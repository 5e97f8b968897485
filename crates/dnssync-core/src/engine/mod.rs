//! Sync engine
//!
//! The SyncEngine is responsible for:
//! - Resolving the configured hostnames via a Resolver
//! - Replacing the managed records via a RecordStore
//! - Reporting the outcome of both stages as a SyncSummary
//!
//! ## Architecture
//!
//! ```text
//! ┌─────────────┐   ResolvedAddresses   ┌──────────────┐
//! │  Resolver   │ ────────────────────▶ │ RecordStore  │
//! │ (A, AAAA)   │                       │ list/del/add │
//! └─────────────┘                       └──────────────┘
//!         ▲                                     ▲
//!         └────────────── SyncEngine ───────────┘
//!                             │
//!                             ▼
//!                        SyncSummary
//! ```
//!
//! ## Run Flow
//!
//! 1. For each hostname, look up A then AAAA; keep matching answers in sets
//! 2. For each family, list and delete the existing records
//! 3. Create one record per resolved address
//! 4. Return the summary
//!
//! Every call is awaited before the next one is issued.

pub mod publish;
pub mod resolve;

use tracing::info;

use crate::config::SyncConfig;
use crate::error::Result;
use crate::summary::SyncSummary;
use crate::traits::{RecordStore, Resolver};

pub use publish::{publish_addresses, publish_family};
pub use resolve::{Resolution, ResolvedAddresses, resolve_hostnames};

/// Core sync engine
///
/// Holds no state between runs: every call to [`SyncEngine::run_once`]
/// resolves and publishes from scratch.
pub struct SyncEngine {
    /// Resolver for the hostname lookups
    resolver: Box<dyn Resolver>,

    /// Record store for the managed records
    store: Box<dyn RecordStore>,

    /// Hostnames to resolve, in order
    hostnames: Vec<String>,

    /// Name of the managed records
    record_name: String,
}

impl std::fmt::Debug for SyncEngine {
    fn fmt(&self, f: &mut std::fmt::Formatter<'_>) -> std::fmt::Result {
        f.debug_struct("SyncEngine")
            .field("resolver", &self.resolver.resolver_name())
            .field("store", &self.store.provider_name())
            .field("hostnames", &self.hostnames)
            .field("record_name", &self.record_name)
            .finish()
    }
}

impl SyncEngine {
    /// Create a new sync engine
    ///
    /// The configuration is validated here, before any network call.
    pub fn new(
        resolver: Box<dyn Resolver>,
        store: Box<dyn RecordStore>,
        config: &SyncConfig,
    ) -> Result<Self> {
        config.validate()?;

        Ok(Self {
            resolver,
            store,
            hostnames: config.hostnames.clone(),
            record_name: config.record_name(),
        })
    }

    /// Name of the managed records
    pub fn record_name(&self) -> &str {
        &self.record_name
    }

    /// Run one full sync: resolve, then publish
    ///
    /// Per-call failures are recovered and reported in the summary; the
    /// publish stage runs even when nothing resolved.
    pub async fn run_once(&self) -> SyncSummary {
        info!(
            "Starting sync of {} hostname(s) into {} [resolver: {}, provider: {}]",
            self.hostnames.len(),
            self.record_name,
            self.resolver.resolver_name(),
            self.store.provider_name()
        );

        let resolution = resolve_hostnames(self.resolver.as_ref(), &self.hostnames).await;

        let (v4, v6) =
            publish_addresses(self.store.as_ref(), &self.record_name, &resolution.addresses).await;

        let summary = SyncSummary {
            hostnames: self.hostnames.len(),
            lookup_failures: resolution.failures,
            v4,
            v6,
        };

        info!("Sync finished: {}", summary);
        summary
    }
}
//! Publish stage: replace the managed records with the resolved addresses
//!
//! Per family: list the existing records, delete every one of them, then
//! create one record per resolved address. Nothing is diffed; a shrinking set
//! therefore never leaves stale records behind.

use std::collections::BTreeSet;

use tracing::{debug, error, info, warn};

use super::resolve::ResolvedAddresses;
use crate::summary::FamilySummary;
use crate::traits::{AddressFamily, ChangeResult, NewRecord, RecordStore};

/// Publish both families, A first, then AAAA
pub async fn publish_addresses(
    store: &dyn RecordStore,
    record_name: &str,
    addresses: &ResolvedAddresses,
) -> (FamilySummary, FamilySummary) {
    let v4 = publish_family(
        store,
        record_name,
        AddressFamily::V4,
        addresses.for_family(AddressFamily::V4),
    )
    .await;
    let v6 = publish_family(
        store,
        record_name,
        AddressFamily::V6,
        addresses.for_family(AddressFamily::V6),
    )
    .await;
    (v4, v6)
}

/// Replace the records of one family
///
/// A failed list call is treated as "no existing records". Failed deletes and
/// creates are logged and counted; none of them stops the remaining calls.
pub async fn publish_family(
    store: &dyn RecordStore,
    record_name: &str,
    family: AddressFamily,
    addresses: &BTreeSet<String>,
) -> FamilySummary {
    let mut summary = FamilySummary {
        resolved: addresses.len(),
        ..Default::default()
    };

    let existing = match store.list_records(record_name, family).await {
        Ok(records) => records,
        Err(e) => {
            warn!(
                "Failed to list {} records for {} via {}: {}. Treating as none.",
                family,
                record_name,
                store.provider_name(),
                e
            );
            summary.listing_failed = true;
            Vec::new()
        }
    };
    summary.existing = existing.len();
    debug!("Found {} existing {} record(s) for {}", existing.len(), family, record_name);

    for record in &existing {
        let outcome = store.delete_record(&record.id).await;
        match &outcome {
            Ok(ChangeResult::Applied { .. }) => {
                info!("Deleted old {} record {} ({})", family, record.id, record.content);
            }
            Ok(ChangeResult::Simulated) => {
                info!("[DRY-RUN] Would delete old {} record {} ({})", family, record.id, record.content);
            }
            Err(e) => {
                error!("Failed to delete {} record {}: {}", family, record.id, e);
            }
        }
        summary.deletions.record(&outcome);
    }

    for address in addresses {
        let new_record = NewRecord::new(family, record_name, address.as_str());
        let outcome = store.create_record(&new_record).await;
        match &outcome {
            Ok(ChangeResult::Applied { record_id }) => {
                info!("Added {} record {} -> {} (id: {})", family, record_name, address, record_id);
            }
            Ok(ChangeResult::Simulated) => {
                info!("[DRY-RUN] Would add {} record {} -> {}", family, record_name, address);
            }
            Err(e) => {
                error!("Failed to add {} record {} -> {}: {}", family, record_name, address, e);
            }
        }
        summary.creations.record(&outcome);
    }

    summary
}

---

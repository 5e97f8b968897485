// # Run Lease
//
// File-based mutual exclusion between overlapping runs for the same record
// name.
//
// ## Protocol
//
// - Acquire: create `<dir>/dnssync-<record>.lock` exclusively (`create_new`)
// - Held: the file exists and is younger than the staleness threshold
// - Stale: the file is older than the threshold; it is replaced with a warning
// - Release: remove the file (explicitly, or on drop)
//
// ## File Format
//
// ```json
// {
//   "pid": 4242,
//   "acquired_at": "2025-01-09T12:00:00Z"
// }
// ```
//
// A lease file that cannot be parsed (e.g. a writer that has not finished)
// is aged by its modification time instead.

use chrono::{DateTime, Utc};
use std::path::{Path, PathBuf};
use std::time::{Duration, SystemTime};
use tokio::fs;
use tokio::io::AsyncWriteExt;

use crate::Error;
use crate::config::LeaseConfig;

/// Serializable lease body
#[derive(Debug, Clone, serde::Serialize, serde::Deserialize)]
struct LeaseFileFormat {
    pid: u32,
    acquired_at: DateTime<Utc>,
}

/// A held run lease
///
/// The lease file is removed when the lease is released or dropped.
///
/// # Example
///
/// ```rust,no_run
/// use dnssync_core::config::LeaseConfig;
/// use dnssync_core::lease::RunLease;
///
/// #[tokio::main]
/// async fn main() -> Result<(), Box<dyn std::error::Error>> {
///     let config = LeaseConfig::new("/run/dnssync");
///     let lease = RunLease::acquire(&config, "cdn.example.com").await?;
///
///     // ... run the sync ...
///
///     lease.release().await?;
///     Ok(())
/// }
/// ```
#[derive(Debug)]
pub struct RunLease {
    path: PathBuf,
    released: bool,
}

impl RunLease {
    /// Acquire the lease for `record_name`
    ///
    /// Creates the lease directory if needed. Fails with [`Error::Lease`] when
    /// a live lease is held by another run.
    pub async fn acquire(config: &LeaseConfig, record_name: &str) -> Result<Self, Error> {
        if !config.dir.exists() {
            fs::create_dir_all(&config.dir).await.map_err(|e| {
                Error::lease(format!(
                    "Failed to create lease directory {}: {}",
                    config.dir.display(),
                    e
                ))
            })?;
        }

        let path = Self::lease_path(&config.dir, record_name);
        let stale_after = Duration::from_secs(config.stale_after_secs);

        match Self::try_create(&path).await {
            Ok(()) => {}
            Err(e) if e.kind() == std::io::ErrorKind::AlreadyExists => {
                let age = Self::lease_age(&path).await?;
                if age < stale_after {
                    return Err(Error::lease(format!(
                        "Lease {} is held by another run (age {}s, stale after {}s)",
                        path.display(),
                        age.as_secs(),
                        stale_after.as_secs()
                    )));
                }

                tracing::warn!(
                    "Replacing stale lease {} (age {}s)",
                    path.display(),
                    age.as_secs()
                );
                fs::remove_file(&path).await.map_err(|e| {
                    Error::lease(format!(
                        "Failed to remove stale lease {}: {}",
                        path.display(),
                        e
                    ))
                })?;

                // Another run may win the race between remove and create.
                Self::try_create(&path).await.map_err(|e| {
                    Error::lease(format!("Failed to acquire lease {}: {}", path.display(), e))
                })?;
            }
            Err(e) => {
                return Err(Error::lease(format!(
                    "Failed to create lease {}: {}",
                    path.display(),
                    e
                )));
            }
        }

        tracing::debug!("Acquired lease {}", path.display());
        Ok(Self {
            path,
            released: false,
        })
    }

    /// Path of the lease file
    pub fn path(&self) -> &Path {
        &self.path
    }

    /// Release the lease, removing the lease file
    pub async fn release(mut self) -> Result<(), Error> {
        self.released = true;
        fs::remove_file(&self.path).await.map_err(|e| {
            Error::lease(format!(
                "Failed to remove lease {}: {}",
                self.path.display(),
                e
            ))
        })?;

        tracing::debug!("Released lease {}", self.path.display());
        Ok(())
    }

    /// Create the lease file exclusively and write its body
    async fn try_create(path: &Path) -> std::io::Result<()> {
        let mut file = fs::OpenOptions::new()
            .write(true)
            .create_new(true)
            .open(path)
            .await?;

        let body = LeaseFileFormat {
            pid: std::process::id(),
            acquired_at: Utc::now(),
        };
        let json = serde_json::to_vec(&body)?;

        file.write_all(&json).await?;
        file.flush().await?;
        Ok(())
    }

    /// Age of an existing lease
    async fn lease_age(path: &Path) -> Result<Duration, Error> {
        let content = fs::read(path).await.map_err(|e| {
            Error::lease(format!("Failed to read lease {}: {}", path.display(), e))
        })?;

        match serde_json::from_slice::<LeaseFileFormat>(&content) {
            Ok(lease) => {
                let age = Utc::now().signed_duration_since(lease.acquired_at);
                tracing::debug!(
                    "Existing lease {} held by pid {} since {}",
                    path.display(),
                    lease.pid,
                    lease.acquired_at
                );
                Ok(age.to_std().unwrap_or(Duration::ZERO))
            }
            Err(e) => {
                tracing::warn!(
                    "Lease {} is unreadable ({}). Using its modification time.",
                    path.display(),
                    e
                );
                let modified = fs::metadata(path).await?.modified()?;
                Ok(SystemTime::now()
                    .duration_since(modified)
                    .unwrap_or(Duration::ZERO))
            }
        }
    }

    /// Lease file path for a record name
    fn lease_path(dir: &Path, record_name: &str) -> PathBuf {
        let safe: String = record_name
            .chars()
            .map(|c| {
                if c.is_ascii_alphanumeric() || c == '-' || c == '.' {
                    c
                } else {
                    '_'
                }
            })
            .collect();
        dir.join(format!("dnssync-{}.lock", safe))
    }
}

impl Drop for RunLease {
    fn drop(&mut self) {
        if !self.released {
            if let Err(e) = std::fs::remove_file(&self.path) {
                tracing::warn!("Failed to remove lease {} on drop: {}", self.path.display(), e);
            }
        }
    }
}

### Problem to work on
Report how many lines of the records above contain the word "finished", giving only the number.

### Response to the task
2